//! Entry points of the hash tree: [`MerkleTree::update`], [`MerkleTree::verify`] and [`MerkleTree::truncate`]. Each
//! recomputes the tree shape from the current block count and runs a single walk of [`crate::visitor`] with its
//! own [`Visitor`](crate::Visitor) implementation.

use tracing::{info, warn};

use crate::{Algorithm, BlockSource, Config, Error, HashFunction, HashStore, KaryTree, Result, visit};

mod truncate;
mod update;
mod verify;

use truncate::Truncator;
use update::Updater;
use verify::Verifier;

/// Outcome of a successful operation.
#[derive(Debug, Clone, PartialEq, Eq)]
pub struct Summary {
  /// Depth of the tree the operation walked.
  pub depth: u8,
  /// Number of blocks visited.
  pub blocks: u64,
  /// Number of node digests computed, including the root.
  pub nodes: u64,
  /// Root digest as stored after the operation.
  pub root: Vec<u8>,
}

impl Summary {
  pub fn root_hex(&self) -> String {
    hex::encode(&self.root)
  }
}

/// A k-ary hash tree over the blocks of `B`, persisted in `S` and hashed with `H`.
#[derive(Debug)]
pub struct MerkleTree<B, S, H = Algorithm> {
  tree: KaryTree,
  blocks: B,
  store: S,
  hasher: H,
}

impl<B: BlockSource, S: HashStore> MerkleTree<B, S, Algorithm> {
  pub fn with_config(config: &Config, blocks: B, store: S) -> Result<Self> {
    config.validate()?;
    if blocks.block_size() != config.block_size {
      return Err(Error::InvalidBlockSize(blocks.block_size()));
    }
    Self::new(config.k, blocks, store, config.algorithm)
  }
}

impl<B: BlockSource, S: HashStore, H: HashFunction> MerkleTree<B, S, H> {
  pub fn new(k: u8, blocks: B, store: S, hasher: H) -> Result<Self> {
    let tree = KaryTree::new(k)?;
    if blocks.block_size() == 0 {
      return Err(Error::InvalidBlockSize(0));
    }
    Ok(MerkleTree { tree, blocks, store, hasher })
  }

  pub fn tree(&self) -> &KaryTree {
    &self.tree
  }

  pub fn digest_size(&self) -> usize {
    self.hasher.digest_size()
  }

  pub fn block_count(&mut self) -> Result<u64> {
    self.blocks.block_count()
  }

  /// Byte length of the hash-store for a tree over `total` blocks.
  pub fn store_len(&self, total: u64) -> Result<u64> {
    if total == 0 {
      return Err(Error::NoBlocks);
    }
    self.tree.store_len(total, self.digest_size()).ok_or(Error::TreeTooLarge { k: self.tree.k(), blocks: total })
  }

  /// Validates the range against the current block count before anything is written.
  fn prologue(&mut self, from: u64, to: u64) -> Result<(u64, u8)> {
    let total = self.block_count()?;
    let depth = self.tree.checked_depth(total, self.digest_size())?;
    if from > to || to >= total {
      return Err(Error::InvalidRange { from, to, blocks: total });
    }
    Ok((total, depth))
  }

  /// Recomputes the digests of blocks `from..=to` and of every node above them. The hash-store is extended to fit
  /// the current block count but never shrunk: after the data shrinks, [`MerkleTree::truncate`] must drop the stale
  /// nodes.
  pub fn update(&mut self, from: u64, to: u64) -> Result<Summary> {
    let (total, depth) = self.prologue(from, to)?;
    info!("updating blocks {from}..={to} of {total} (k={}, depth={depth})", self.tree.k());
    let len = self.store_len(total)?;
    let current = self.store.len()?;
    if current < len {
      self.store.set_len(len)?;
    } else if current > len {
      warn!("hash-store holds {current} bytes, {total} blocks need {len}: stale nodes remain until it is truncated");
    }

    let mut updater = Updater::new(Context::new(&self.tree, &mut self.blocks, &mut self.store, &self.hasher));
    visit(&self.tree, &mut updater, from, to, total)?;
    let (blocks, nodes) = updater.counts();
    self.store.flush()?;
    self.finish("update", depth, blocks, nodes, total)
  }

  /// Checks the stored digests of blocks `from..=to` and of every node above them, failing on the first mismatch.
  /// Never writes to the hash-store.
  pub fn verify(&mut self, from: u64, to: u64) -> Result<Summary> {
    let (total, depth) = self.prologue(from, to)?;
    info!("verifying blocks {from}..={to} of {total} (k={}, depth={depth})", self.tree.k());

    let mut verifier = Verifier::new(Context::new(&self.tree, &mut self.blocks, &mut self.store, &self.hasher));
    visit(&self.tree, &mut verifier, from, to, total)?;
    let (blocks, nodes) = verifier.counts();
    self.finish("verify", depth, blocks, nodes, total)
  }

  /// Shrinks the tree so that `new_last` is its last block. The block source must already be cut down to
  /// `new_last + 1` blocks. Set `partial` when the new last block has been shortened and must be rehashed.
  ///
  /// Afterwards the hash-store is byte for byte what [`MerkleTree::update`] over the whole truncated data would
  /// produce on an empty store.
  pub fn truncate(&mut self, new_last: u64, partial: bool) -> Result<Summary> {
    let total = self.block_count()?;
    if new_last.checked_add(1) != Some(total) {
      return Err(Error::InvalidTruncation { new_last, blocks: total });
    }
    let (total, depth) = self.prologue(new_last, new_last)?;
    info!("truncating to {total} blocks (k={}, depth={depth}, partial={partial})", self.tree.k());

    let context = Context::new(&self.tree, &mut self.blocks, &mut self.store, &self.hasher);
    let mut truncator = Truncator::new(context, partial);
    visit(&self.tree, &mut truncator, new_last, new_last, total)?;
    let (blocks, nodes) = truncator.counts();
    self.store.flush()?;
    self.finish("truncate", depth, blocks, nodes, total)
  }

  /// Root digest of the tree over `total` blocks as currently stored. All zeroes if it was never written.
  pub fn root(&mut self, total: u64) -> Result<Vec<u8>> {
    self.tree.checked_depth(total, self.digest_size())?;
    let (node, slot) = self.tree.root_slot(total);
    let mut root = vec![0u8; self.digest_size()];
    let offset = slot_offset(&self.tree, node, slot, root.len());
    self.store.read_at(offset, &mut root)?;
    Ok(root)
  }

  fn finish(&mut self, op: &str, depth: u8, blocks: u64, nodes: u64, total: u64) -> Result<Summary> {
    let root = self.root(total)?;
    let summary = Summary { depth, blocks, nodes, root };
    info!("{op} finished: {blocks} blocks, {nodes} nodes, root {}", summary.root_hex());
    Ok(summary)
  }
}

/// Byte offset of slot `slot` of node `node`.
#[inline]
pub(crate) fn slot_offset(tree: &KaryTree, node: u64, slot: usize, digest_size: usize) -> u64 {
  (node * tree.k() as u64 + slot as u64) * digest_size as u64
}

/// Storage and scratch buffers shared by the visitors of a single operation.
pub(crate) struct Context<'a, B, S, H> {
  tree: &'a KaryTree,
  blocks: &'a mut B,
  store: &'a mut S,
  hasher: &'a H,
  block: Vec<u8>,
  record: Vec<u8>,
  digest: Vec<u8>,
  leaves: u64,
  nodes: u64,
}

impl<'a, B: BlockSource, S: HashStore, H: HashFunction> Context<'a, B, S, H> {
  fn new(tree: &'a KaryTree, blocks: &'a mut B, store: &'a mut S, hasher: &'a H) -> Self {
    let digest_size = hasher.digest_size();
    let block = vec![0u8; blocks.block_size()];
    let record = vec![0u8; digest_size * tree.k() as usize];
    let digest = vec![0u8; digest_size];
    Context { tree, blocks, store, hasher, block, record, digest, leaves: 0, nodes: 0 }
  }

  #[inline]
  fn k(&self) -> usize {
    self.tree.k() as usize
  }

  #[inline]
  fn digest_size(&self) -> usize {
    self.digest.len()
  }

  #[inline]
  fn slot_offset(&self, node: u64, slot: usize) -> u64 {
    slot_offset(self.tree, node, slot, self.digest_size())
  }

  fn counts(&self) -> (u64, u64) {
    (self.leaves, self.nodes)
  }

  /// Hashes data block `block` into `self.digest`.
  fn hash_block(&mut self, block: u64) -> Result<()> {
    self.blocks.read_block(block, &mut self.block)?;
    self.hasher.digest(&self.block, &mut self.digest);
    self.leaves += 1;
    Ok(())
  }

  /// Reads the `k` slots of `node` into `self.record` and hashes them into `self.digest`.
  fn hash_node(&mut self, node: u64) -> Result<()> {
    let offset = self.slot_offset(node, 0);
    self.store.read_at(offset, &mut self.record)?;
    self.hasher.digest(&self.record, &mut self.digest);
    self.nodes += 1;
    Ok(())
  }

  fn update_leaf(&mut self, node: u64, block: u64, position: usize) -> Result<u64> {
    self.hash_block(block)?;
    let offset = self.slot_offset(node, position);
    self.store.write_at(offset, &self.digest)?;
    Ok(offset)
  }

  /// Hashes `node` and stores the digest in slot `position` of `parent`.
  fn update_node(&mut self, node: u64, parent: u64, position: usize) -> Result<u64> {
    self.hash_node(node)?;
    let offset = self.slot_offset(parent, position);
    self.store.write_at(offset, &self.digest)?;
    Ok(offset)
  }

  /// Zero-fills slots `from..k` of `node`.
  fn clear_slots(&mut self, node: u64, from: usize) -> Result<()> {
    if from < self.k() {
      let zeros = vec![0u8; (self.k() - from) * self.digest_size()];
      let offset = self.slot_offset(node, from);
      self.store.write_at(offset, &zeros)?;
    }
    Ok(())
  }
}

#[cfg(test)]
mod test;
::::::
_Your objective_:
Among the entries above, the line containing "(self.leaves, self.nodes)", the line containing "and hashes them", and all lines between them are to be restated word for word; nothing else belongs in the reply.

_Solution to this problem_:
    (self.leaves, self.nodes)
  }

  /// Hashes data block `block` into `self.digest`.
  fn hash_block(&mut self, block: u64) -> Result<()> {
    self.blocks.read_block(block, &mut self.block)?;
    self.hasher.digest(&self.block, &mut self.digest);
    self.leaves += 1;
    Ok(())
  }

  /// Reads the `k` slots of `node` into `self.record` and hashes them into `self.digest`.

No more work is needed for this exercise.